Proton Activity in Nanochannels Revealed by Electron Paramagnetic Resonance of Ionizable Nitroxides: A Test of the Poisson-Boltzmann Double Layer Theory

Chemical and physical processes occurring within the nanochannels of mesoporous materials are known to be determined by both chemical nature of the solution inside the pores/channels as well as the channel surface properties, including surface electrostatic potential. Such properties are important for numerous practical applications such as heterogeneous catalysis and chemical adsorption including chromatography. However, for solute molecules diffusing inside the pores the surface potential is expected to be effectively screened by counter ions for the distances exceeding the Debye length.

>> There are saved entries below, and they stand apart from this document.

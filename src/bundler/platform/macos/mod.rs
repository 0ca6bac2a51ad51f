//! macOS signing, packaging, notarization and inspection.
//!
//! # Architecture
//!
//! - `sign` - Deep hardened-runtime signing and advisory verification
//! - `dmg` - Disk image creation with hdiutil
//! - `notarize` - Notary submission and stapling
//! - `inspect` - Read-only bundle summary

pub mod dmg;
pub mod inspect;
pub mod notarize;
pub mod sign;

use crate::bundler::{Arch, Error, Result, Settings, utils::process};
use tokio::process::Command;

/// Smoke-test launch of a built bundle with `open`.
///
/// The Intel bundle is launched under `arch -x86_64` so it runs translated
/// on Apple Silicon hosts.
pub async fn launch(settings: &Settings, arch: Arch) -> Result<()> {
    let bundle = settings.bundle_path(arch);
    if !bundle.is_dir() {
        return Err(Error::Precondition(format!(
            "no bundle at {}; run build-{arch} first",
            bundle.display()
        )));
    }

    let mut command = match arch {
        Arch::Arm64 => Command::new(&settings.tools().open),
        Arch::X86_64 => process::pinned(&settings.tools().arch, arch, &settings.tools().open),
    };
    command.arg(&bundle);

    log::info!("Launching {}", bundle.display());
    process::run_captured(&mut command).await?;
    Ok(())
}
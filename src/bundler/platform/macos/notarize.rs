//! Notarization and stapling.
//!
//! Submission blocks inside `notarytool --wait`; the coordinator only shows
//! progress while it waits. A ticket is stapled only after the service
//! returned an `Accepted` verdict for that same image.

use crate::bundler::{
    Arch, Error, NotaryCredentials, Result, Settings,
    error::{Stage, StageExt},
    utils::process,
};
use indicatif::{ProgressBar, ProgressStyle};
use std::path::PathBuf;
use std::time::Duration;
use tokio::process::Command;

/// Verdict JSON printed by `notarytool submit --output-format json`.
#[derive(Debug, Clone, serde::Deserialize)]
pub struct NotaryVerdict {
    pub id: Option<String>,
    pub status: Option<String>,
    pub message: Option<String>,
}

impl NotaryVerdict {
    pub fn accepted(&self) -> bool {
        self.status.as_deref() == Some("Accepted")
    }
}

/// Submit the disk image for `arch` and wait for the verdict.
///
/// Fails unless the service accepted the submission.
pub async fn submit(
    settings: &Settings,
    credentials: &NotaryCredentials,
    arch: Arch,
) -> Result<NotaryVerdict> {
    submit_inner(settings, credentials, arch)
        .await
        .in_stage(Stage::Notarization, arch)
}

async fn submit_inner(
    settings: &Settings,
    credentials: &NotaryCredentials,
    arch: Arch,
) -> Result<NotaryVerdict> {
    let dmg = require_dmg(settings, arch)?;
    let xcrun = &settings.tools().xcrun;

    // notarytool only takes the password on its argument list. The command
    // holds the single copy outside the credentials and is dropped right
    // after the submission returns.
    let mut command = Command::new(xcrun);
    command
        .args(["notarytool", "submit"])
        .arg(&dmg)
        .args(["--apple-id", credentials.apple_id()])
        .args(["--team-id", credentials.team_id()])
        .arg("--password")
        .arg(credentials.password())
        .args(["--wait", "--output-format", "json"]);

    let shown = format!(
        "{xcrun} notarytool submit {} --apple-id {} --team-id {} --password ******** --wait",
        dmg.display(),
        credentials.apple_id(),
        credentials.team_id()
    );

    let spinner = waiting_spinner(&format!("Notarizing {} ({})", dmg.display(), arch));
    let result = process::run_captured_as(&mut command, &shown).await;
    drop(command);
    spinner.finish_and_clear();

    let output = result?;
    let stdout = String::from_utf8_lossy(&output.stdout);
    let verdict = parse_verdict(&stdout).map_err(|e| {
        Error::GenericError(format!(
            "unreadable notary response ({e}):\n{}",
            process::combined_output(&output)
        ))
    })?;

    if !verdict.accepted() {
        let id = verdict.id.clone().unwrap_or_default();
        return Err(Error::GenericError(format!(
            "notary service returned status {} for submission {}: {}\n\
             Inspect the log with: {} notarytool log {} --apple-id {} --team-id {}",
            verdict.status.as_deref().unwrap_or("<none>"),
            id,
            verdict.message.as_deref().unwrap_or(""),
            xcrun,
            id,
            credentials.apple_id(),
            credentials.team_id()
        )));
    }

    log::info!(
        "✓ {} notarization accepted (submission {})",
        arch,
        verdict.id.as_deref().unwrap_or("?")
    );
    Ok(verdict)
}

/// Staple the notarization ticket onto the disk image for `arch`.
pub async fn staple(settings: &Settings, arch: Arch) -> Result<()> {
    staple_inner(settings, arch)
        .await
        .in_stage(Stage::Notarization, arch)
}

async fn staple_inner(settings: &Settings, arch: Arch) -> Result<()> {
    let dmg = require_dmg(settings, arch)?;
    let output = process::run_captured(
        Command::new(&settings.tools().xcrun)
            .args(["stapler", "staple"])
            .arg(&dmg),
    )
    .await?;
    log::debug!("{}", process::combined_output(&output));
    log::info!("✓ Stapled ticket to {}", dmg.display());
    Ok(())
}

/// Architectures whose disk image exists, i.e. what `notarize` would submit.
pub fn packaged_architectures(settings: &Settings) -> Vec<Arch> {
    Arch::ALL
        .into_iter()
        .filter(|arch| settings.dmg_path(*arch).is_file())
        .collect()
}

fn require_dmg(settings: &Settings, arch: Arch) -> Result<PathBuf> {
    let dmg = settings.dmg_path(arch);
    if dmg.is_file() {
        Ok(dmg)
    } else {
        Err(Error::Precondition(format!(
            "no disk image at {}; run package-for-distribution first",
            dmg.display()
        )))
    }
}

fn parse_verdict(stdout: &str) -> serde_json::Result<NotaryVerdict> {
    // notarytool may print progress before the JSON document.
    let start = stdout.find('{').unwrap_or(0);
    serde_json::from_str(stdout[start..].trim())
}

fn waiting_spinner(message: &str) -> ProgressBar {
    let spinner = ProgressBar::new_spinner();
    if let Ok(style) = ProgressStyle::default_spinner().template("{spinner} {msg} [{elapsed}]") {
        spinner.set_style(style);
    }
    spinner.set_message(message.to_string());
    spinner.enable_steady_tick(Duration::from_millis(120));
    spinner
}
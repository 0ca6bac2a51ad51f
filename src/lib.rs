//! Release pipeline for a frozen Python application shipped as two native
//! macOS bundles, one for Apple Silicon and one for Intel.
//!
//! The pipeline provisions an architecture-pinned environment, freezes the
//! program, signs the bundle, wraps it in a disk image and optionally
//! notarizes and staples it, keeping every artifact architecture-named.
//!
//! It can be used both as a CLI tool and as a library dependency.

pub mod bundler;
pub mod cli;
pub mod error;
pub mod metadata;

// Re-export commonly used types
pub use error::{CliError, ReleaseError, Result};
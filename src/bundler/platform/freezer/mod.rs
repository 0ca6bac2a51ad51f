//! Freezer invocation.
//!
//! Drives PyInstaller from the architecture's own environment, with output
//! and work directories namespaced by architecture, then relocates the
//! emitted `<AppName>.app` to its architecture-qualified final path.
//!
//! # Architecture
//!
//! - `template` - PyInstaller spec rendering from the build specification

mod template;

pub use template::{py_str, render_spec};

use crate::bundler::{
    Arch, Error, Result, Settings,
    error::{ErrorExt, Stage, StageExt},
    utils::{fs, process},
};
use std::path::PathBuf;

/// Freeze the application for `arch` and return the final bundle path.
///
/// # Process
/// 1. Check the environment and every input named by the specification
/// 2. Remove this architecture's previous final bundle and intermediates
/// 3. Render the spec and run the freezer
/// 4. Move the emitted bundle to its final path (the last mutating step)
/// 5. Delete the intermediate directories
///
/// A failed freeze leaves no final bundle behind, so later inspection
/// reports the architecture as absent.
pub async fn freeze(settings: &Settings, arch: Arch) -> Result<PathBuf> {
    freeze_inner(settings, arch)
        .await
        .in_stage(Stage::Freeze, arch)
}

async fn freeze_inner(settings: &Settings, arch: Arch) -> Result<PathBuf> {
    let env_python = settings.env_python(arch);
    if !env_python.exists() {
        return Err(Error::Precondition(format!(
            "no provisioned environment at {}; run provision-{arch} first",
            settings.env_dir(arch).display()
        )));
    }
    check_inputs(settings)?;

    let final_bundle = settings.bundle_path(arch);
    let dist_dir = settings.intermediate_dist_dir(arch);
    let work_dir = settings.intermediate_work_dir(arch);

    fs::ensure_absent(&final_bundle).await.into_result(&final_bundle)?;
    fs::create_dir_all(&dist_dir, true).await?;
    fs::create_dir_all(&work_dir, true).await?;

    let spec_path = settings.spec_file_path(arch);
    let rendered = render_spec(settings, arch)?;
    if let Some(parent) = spec_path.parent() {
        fs::create_dir_all(parent, false).await?;
    }
    tokio::fs::write(&spec_path, rendered)
        .await
        .fs_context("writing freezer spec", &spec_path)?;

    log::info!("Freezing {} for {}", settings.app_name(), arch);

    process::run_streamed(
        process::pinned(&settings.tools().arch, arch, &env_python)
            .args(["-m", "PyInstaller", "--noconfirm", "--clean", "--distpath"])
            .arg(&dist_dir)
            .arg("--workpath")
            .arg(&work_dir)
            .arg(&spec_path)
            .current_dir(settings.workspace()),
        &format!("freeze {arch}"),
    )
    .await?;

    let frozen = settings.frozen_bundle_path(arch);
    if !frozen.is_dir() {
        return Err(Error::GenericError(format!(
            "freezer reported success but produced no bundle at {}",
            frozen.display()
        )));
    }

    fs::move_dir(&frozen, &final_bundle).await?;

    for dir in [&dist_dir, &work_dir] {
        if let fs::EnsureAbsent::Failed(e) = fs::ensure_absent(dir).await {
            log::warn!("Could not remove {}: {}", dir.display(), e);
        }
    }

    log::info!("✓ {} bundle: {}", arch, final_bundle.display());
    Ok(final_bundle)
}

/// Verifies the entry point, icon and resource sources exist.
fn check_inputs(settings: &Settings) -> Result<()> {
    let spec = settings.spec();
    let mut missing = Vec::new();

    let entry = settings.resolve(&spec.entry_point);
    if !entry.is_file() {
        missing.push(entry);
    }
    if let Some(icon) = &spec.icon {
        let icon = settings.resolve(icon);
        if !icon.is_file() {
            missing.push(icon);
        }
    }
    for resource in &spec.resources {
        let source = settings.resolve(&resource.source);
        if !source.exists() {
            missing.push(source);
        }
    }

    if missing.is_empty() {
        Ok(())
    } else {
        let list: Vec<String> = missing.iter().map(|p| p.display().to_string()).collect();
        Err(Error::Precondition(format!(
            "build specification references missing files: {}",
            list.join(", ")
        )))
    }
}
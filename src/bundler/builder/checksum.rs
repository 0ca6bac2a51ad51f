//! Artifact checksums.
//!
//! Disk images are hashed as plain files. Bundles are directories, so their
//! digest covers every file's relative path and content in sorted order.

use crate::{bail, bundler::Result, bundler::error::ErrorExt};
use sha2::{Digest, Sha256};
use std::path::Path;
use tokio::io::AsyncReadExt;

const CHUNK: usize = 64 * 1024;

/// Hex-encoded SHA-256 of a file or directory tree.
pub async fn calculate_sha256(path: &Path) -> Result<String> {
    let metadata = tokio::fs::metadata(path)
        .await
        .fs_context("reading metadata for hashing", path)?;

    if metadata.is_file() {
        let mut hasher = Sha256::new();
        hash_file(&mut hasher, path).await?;
        Ok(hex::encode(hasher.finalize()))
    } else if metadata.is_dir() {
        calculate_directory_sha256(path).await
    } else {
        bail!("not a file or directory: {}", path.display())
    }
}

async fn hash_file(hasher: &mut Sha256, path: &Path) -> Result<()> {
    let mut file = tokio::fs::File::open(path)
        .await
        .fs_context("opening file for hashing", path)?;
    let mut buffer = vec![0u8; CHUNK];

    loop {
        let n = file
            .read(&mut buffer)
            .await
            .fs_context("reading file for hashing", path)?;
        if n == 0 {
            break;
        }
        hasher.update(&buffer[..n]);
    }
    Ok(())
}

async fn calculate_directory_sha256(dir: &Path) -> Result<String> {
    let mut files: Vec<_> = walkdir::WalkDir::new(dir)
        .follow_links(false)
        .into_iter()
        .filter_map(|e| e.ok())
        .filter(|e| e.file_type().is_file())
        .map(|e| e.into_path())
        .collect();
    files.sort();

    let mut hasher = Sha256::new();
    for file in files {
        if let Ok(relative) = file.strip_prefix(dir) {
            hasher.update(relative.to_string_lossy().as_bytes());
        }
        hash_file(&mut hasher, &file).await?;
    }

    Ok(hex::encode(hasher.finalize()))
}
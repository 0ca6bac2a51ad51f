//! Architecture-pinned Python environment provisioning.
//!
//! Environments are never updated in place: every request destroys the
//! previous tree and builds a fresh one from the pinned requirements, so two
//! runs can't drift apart through leftover packages.

use crate::bundler::{
    Arch, Error, Result, Settings,
    error::{Stage, StageExt},
    utils::{fs, process},
};
use std::path::PathBuf;

/// Provision the environment for `arch` and return its directory.
///
/// # Process
/// 1. Check the requirements manifest and the host interpreter exist
/// 2. Remove any previous environment
/// 3. `arch -<arch> <interpreter> -m venv <env>`
/// 4. Upgrade pip inside the environment
/// 5. Install the pinned requirements
///
/// Any failure is fatal for this architecture and is not retried.
pub async fn provision(settings: &Settings, arch: Arch) -> Result<PathBuf> {
    provision_inner(settings, arch)
        .await
        .in_stage(Stage::Provisioning, arch)
}

async fn provision_inner(settings: &Settings, arch: Arch) -> Result<PathBuf> {
    let requirements = settings.requirements();
    if !requirements.is_file() {
        return Err(Error::Precondition(format!(
            "pinned requirements not found: {}",
            requirements.display()
        )));
    }

    let interpreter = resolve_interpreter(&settings.interpreter(arch))?;
    let env_dir = settings.env_dir(arch);
    let arch_tool = &settings.tools().arch;

    log::info!(
        "Provisioning {} environment at {} with {}",
        arch,
        env_dir.display(),
        interpreter.display()
    );

    fs::ensure_absent(&env_dir).await.into_result(&env_dir)?;

    process::run_streamed(
        process::pinned(arch_tool, arch, &interpreter)
            .args(["-m", "venv"])
            .arg(&env_dir),
        &format!("venv {arch}"),
    )
    .await?;

    let env_python = settings.env_python(arch);
    if !env_python.exists() {
        return Err(Error::GenericError(format!(
            "environment created but {} is missing",
            env_python.display()
        )));
    }

    process::run_streamed(
        process::pinned(arch_tool, arch, &env_python).args([
            "-m",
            "pip",
            "install",
            "--upgrade",
            "pip",
        ]),
        &format!("pip {arch}"),
    )
    .await?;

    process::run_streamed(
        process::pinned(arch_tool, arch, &env_python)
            .args(["-m", "pip", "install", "-r"])
            .arg(requirements),
        &format!("pip {arch}"),
    )
    .await?;

    log::info!("✓ {} environment ready", arch);
    Ok(env_dir)
}

/// Locates the interpreter, accepting a bare name on `PATH` or a path.
fn resolve_interpreter(interpreter: &str) -> Result<PathBuf> {
    which::which(interpreter).map_err(|e| {
        Error::Precondition(format!(
            "interpreter `{interpreter}` is not available: {e}"
        ))
    })
}

#[cfg(test)]
mod tests {
    use super::*;
    use crate::bundler::{ErrorKind, SettingsBuilder, test_spec};

    #[tokio::test]
    async fn missing_requirements_fails_before_touching_environment() {
        let dir = tempfile::tempdir().unwrap();
        let settings = SettingsBuilder::new()
            .workspace(dir.path())
            .spec(test_spec("PsydeKick"))
            .build()
            .unwrap();

        std::fs::create_dir_all(settings.env_dir(Arch::Arm64)).unwrap();
        std::fs::write(settings.env_dir(Arch::Arm64).join("marker"), b"old").unwrap();

        let err = provision(&settings, Arch::Arm64).await.unwrap_err();

        assert_eq!(err.kind(), ErrorKind::Provisioning);
        assert!(err.to_string().contains("requirements"));
        assert!(settings.env_dir(Arch::Arm64).join("marker").exists());
    }

    #[test]
    fn unknown_interpreter_is_reported() {
        let err = resolve_interpreter("/nonexistent/python3-4f1c").unwrap_err();
        assert!(err.to_string().contains("/nonexistent/python3-4f1c"));
    }
}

Here we employed EPR spectroscopy of ionizable nitroxide spin probes to experimentally examine the conditions for the efficient electrostatic surface potential screening inside the nanochannels of chemically similar silica-based mesoporous molecular sieves (MMS) filled with water at ambient conditions and a moderate ionic strength of 0.1 M. Three silica MMS having average channel diameters of D = 2.3, 3.2 and 8.1 nm (C12MCM-41, C16MCM-14, and SBA-15, respectively) were chosen to investigate effects of the pore diameter at the nanoscale. The results are compared with the classical Poisson-Boltzmann (PB) double layer theory developed for diluted electrolytes and applied to a cylindrical capillary of infinite extent. While the surface electrostatic potential was effectively screened by the counter ions inside the largest channels of 8.1 nm in diameter (SBA-15) the effect of the surface electrostatic potential on local effective pH was significant for the 3.2 nm channels (C16MCM-14). The smaller pores of C12MCM-41 (2.3 nm in diameter) provided the most critical test for the PB equation that is based on a continuum electrostatic model and demonstrated its inapplicability likely due to discrete nature of molecular systems at the nanoscale and nanoconfinement effects leading to larger spatial heterogeneity.